Figura 4 - Razão entre dividendos e lucros não distribuídos (%), corporações não financeiras. Estados Unidos.  

Nota: Elaboração própria com base em dados do *US Bureau of Economic Analysis* (BEA), 2021.  

Em alguns casos, o boom de consumo financiado por dívidas privadas compensou o impacto contracionista da redistribuição de renda em favor da parcela mais rica da população, bem como o efeito depressivo da queda no investimento líquido das empresas de produção.  

Além disso, novas normas financeiras, instrumentos financeiros e práticas financeiras reduziram os padrões de avaliação de crédito. Essas mudanças — geralmente chamadas de "liberalização financeira" — também incentivaram o aumento do crédito ao setor doméstico. Esse aspecto específico da financeirização é analisado no primeiro experimento da Seção Quatro.  

**2.5. Desenvolvimento Financeiro**  


A distinção entre liberalização financeira e desenvolvimento financeiro foi proposta pela primeira vez por Abiad, Oomes e Ueda (2008). O último inclui tanto a ampliação dos serviços financeiros para novos usuários (margem extensiva) quanto a melhoria da qualidade dos serviços financeiros para usuários antigos (margem intensiva). O desenvolvimento financeiro é frequentemente medido pela relação entre o crédito total (para o setor privado) e o PIB. A Figura 5 mostra o aumento dramático do desenvolvimento financeiro em nível internacional durante a era da financeirização, com períodos de aceleração abrupta em alguns países (no Reino Unido em meados da década de 1980 e na Suécia no final da década de 1990).  


**2.6. Regimes de Crescimento Baseados em Dívidas vs Baseados em Exportações**  


A combinação dos pontos apresentados nas Seções 2.3 (consumo financiado por dívidas) e 2.4 (liberalização da conta de capital) gerou um padrão típico de crescimento frequentemente descrito como regime de boom de demanda privada baseado em dívidas. Em particular, os EUA têm dependido cada vez mais do consumo para sustentar a demanda doméstica. No entanto, isso gerou uma maior demanda por bens estrangeiros, fomentando regimes de crescimento complementares baseados em exportações (como os da Alemanha, Japão e Suécia). Por sua vez, os superávits externos das economias baseadas em exportações foram investidos na dívida dos Estados Unidos e de outros países deficitários, graças à liberalização da conta de capital.  
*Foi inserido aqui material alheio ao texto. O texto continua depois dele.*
//! Run summary: outcome counts and the pass/fail decision.

use hostspec_profile::{ControlResult, Impact, Outcome, OutcomeCategory, OutcomeKind};
use serde::{Deserialize, Serialize};
use std::fmt;

/// Exit code of a run whose failures reach the threshold.
pub const FAILED_EXIT_CODE: i32 = 100;

/// Outcome counts by kind.
#[derive(Debug, Clone, Copy, Default, PartialEq, Eq, Serialize, Deserialize)]
pub struct OutcomeCounts {
    pub passed: usize,
    pub failed: usize,
    pub errors: usize,
    pub skipped: usize,
}

impl OutcomeCounts {
    pub fn add(&mut self, kind: OutcomeKind) {
        match kind {
            OutcomeKind::Pass => self.passed += 1,
            OutcomeKind::Fail => self.failed += 1,
            OutcomeKind::Error => self.errors += 1,
            OutcomeKind::Skipped => self.skipped += 1,
        }
    }

    pub fn total(&self) -> usize {
        self.passed + self.failed + self.errors + self.skipped
    }
}

/// Counts for one impact level.
#[derive(Debug, Clone, PartialEq, Eq, Serialize, Deserialize)]
pub struct ImpactCounts {
    pub impact: Impact,
    pub counts: OutcomeCounts,
}

#[derive(Debug, Clone, Copy, PartialEq, Eq, Serialize, Deserialize)]
#[serde(rename_all = "lowercase")]
pub enum RunStatus {
    Passed,
    Failed,
}

impl fmt::Display for RunStatus {
    fn fmt(&self, f: &mut fmt::Formatter<'_>) -> fmt::Result {
        match self {
            RunStatus::Passed => write!(f, "passed"),
            RunStatus::Failed => write!(f, "failed"),
        }
    }
}

/// A control with at least one Fail or Error outcome, or one the run was
/// cancelled before completing.
#[derive(Debug, Clone, PartialEq, Serialize, Deserialize)]
pub struct FailingControl {
    pub id: String,
    pub title: Option<String>,
    pub impact: Impact,
    pub status: OutcomeKind,
    /// One line per failing outcome.
    pub diagnostics: Vec<String>,
    /// Impact reaches the threshold, so this control fails the run.
    pub blocking: bool,
}

#[derive(Debug, Clone, PartialEq, Serialize, Deserialize)]
pub struct RunSummary {
    pub threshold: Impact,
    pub status: RunStatus,
    /// Outcome counts over every control.
    pub outcomes: OutcomeCounts,
    /// Outcome counts per impact level, lowest first; levels without
    /// controls are omitted.
    pub by_impact: Vec<ImpactCounts>,
    /// Control counts by control status.
    pub controls: OutcomeCounts,
    pub failing: Vec<FailingControl>,
    pub highest_failing_impact: Option<Impact>,
}

impl RunSummary {
    pub fn exit_code(&self) -> i32 {
        match self.status {
            RunStatus::Passed => 0,
            RunStatus::Failed => FAILED_EXIT_CODE,
        }
    }

    pub fn passed(&self) -> bool {
        self.status == RunStatus::Passed
    }

    /// Ids of the controls that fail the run.
    pub fn blocking_ids(&self) -> Vec<&str> {
        self.failing
            .iter()
            .filter(|f| f.blocking)
            .map(|f| f.id.as_str())
            .collect()
    }
}

/// Summarise results. The run fails when a control at or above `threshold`
/// has a Fail or Error outcome or was cancelled before it completed;
/// `Impact::None` makes every failure count.
pub fn summarize(results: &[ControlResult], threshold: Impact) -> RunSummary {
    let mut outcomes = OutcomeCounts::default();
    let mut controls = OutcomeCounts::default();
    let mut by_impact: Vec<ImpactCounts> = Vec::new();
    let mut failing = Vec::new();

    for result in results {
        controls.add(result.status);

        let slot = match by_impact.iter().position(|c| c.impact == result.impact()) {
            Some(i) => i,
            None => {
                by_impact.push(ImpactCounts {
                    impact: result.impact(),
                    counts: OutcomeCounts::default(),
                });
                by_impact.len() - 1
            }
        };
        for outcome in &result.outcomes {
            outcomes.add(outcome.kind);
            by_impact[slot].counts.add(outcome.kind);
        }

        let diagnostics: Vec<String> = result
            .outcomes
            .iter()
            .filter(|o| o.kind.is_failure() || is_cancelled(o))
            .map(diagnostic_line)
            .collect();
        if !diagnostics.is_empty() {
            failing.push(FailingControl {
                id: result.id().to_string(),
                title: result.control.title.clone(),
                impact: result.impact(),
                status: result.status,
                diagnostics,
                blocking: result.impact() >= threshold,
            });
        }
    }

    by_impact.sort_by_key(|c| c.impact);
    let highest_failing_impact = failing.iter().map(|f| f.impact).max();
    let status = if failing.iter().any(|f| f.blocking) {
        RunStatus::Failed
    } else {
        RunStatus::Passed
    };

    RunSummary {
        threshold,
        status,
        outcomes,
        by_impact,
        controls,
        failing,
        highest_failing_impact,
    }
}

fn is_cancelled(outcome: &Outcome) -> bool {
    outcome.category == Some(OutcomeCategory::Cancelled)
}

fn diagnostic_line(outcome: &Outcome) -> String {
    if is_cancelled(outcome) {
        let reason = outcome.message.as_deref().unwrap_or("run cancelled");
        return format!("not evaluated: {}", reason);
    }
    let mut line = outcome.resource.clone();
    if let Some(property) = &outcome.property {
        line.push_str(&format!(" {}", property));
    }
    if let Some(message) = &outcome.message {
        line.push_str(&format!(": {}", message));
    }
    if outcome.kind == OutcomeKind::Error {
        line.push_str(" [error]");
    }
    line
}

#[cfg(test)]
mod tests {
    use super::*;
    use hostspec_profile::{Control, Expectation, MatcherKind, ResourceRef, Value};
    use pretty_assertions::assert_eq;

    fn control(id: &str, impact: Impact) -> Control {
        Control::builder(id)
            .title(format!("Control {}", id))
            .impact(impact)
            .describe(ResourceRef::new("package", [id]), Expectation::be("installed"))
            .build()
            .unwrap()
    }

    fn result(id: &str, impact: Impact, passed: bool) -> ControlResult {
        let outcome = Outcome::verdict(
            0,
            passed,
            format!("package(\"{}\")", id),
            "installed",
            MatcherKind::BeTrue,
            false,
            Value::Bool(true),
            Value::Bool(passed),
            (!passed).then(|| "expected installed to be true, got false".to_string()),
        );
        ControlResult::new(&control(id, impact), vec![outcome], 1)
    }

    #[test]
    fn test_one_critical_failure_fails_run() {
        let results = vec![
            result("a", Impact::Critical, true),
            result("b", Impact::Critical, true),
            result("c", Impact::Critical, false),
        ];
        let summary = summarize(&results, Impact::None);
        assert_eq!(summary.status, RunStatus::Failed);
        assert_eq!(summary.exit_code(), FAILED_EXIT_CODE);
        assert_eq!(summary.blocking_ids(), vec!["c"]);
        assert_eq!(
            summary.failing[0].diagnostics,
            vec!["package(\"c\") installed: expected installed to be true, got false"]
        );
        assert_eq!(summary.outcomes.passed, 2);
        assert_eq!(summary.outcomes.failed, 1);
        assert_eq!(summary.highest_failing_impact, Some(Impact::Critical));
    }

    #[test]
    fn test_threshold_ignores_low_impact_failures() {
        let results = vec![
            result("a", Impact::Low, false),
            result("b", Impact::Critical, true),
        ];
        let summary = summarize(&results, Impact::High);
        assert_eq!(summary.status, RunStatus::Passed);
        assert_eq!(summary.exit_code(), 0);
        assert_eq!(summary.failing.len(), 1);
        assert!(!summary.failing[0].blocking);

        let strict = summarize(&results, Impact::None);
        assert_eq!(strict.status, RunStatus::Failed);
    }

    #[test]
    fn test_counts_grouped_by_impact() {
        let error = Outcome::error(
            0,
            "unknown_resource(\"x\")",
            OutcomeCategory::UnknownResource,
            "unknown resource 'unknown_resource'",
        );
        let results = vec![
            result("a", Impact::Critical, true),
            result("b", Impact::Low, false),
            ControlResult::new(&control("c", Impact::Critical), vec![error], 0),
        ];
        let summary = summarize(&results, Impact::None);
        let impacts: Vec<Impact> = summary.by_impact.iter().map(|c| c.impact).collect();
        assert_eq!(impacts, vec![Impact::Low, Impact::Critical]);
        assert_eq!(summary.by_impact[1].counts.passed, 1);
        assert_eq!(summary.by_impact[1].counts.errors, 1);
        assert_eq!(summary.controls.errors, 1);
        assert!(summary.failing[1].diagnostics[0].ends_with("[error]"));
    }

    fn cancelled(id: &str, impact: Impact) -> ControlResult {
        let outcome = Outcome::skipped(
            None,
            "",
            OutcomeCategory::Cancelled,
            "run cancelled before the control completed",
        );
        ControlResult::new(&control(id, impact), vec![outcome], 0)
    }

    #[test]
    fn test_cancelled_control_fails_run() {
        let results = vec![cancelled("a", Impact::Critical)];
        let summary = summarize(&results, Impact::None);
        assert_eq!(summary.controls.skipped, 1);
        assert_eq!(summary.status, RunStatus::Failed);
        assert_eq!(summary.exit_code(), FAILED_EXIT_CODE);
        assert_eq!(summary.blocking_ids(), vec!["a"]);
        assert_eq!(
            summary.failing[0].diagnostics,
            vec!["not evaluated: run cancelled before the control completed"]
        );
    }

    #[test]
    fn test_cancelled_below_threshold_does_not_block() {
        let results = vec![
            result("a", Impact::Critical, true),
            cancelled("b", Impact::Low),
        ];
        let summary = summarize(&results, Impact::High);
        assert!(summary.passed());
        assert!(!summary.failing[0].blocking);
    }

    #[test]
    fn test_skipped_without_assertions_passes() {
        let outcome = Outcome::skipped(
            None,
            "",
            OutcomeCategory::NoAssertions,
            "control has no assertions",
        );
        let results = vec![ControlResult::new(&control("a", Impact::High), vec![outcome], 0)];
        let summary = summarize(&results, Impact::None);
        assert!(summary.passed());
        assert!(summary.failing.is_empty());
    }

    #[test]
    fn test_empty_run_passes() {
        let summary = summarize(&[], Impact::None);
        assert!(summary.passed());
        assert_eq!(summary.outcomes.total(), 0);
    }
}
Figura 5 - Crédito doméstico ao setor privado (% do PIB). Países selecionados da OCDE.  

Nota: Elaboração própria com base em dados do Banco Mundial, 2021.  

Um regime baseado em exportações também pode se originar de dinâmicas fracas de alguns componentes autônomos da demanda agregada, como os gastos governamentais, em vez de ser impulsionado pelo aumento da desigualdade ou do poder crescente das finanças. Ainda assim, os desequilíbrios gerados por esses padrões de crescimento desiguais só podem ser sustentados na presença de algum grau de liberalização financeira e desenvolvimento financeiro, como a história recente da Zona do Euro tem demonstrado.  

No entanto, a relação entre esses diferentes regimes de crescimento é mais complexa do que geralmente se reconhece. Na Seção Quatro, mostramos que, por mais contraintuitivo que possa parecer, o fim de um regime de crescimento baseado em dívidas em um país não tem o mesmo efeito negativo (de longo prazo) sobre seus parceiros comerciais.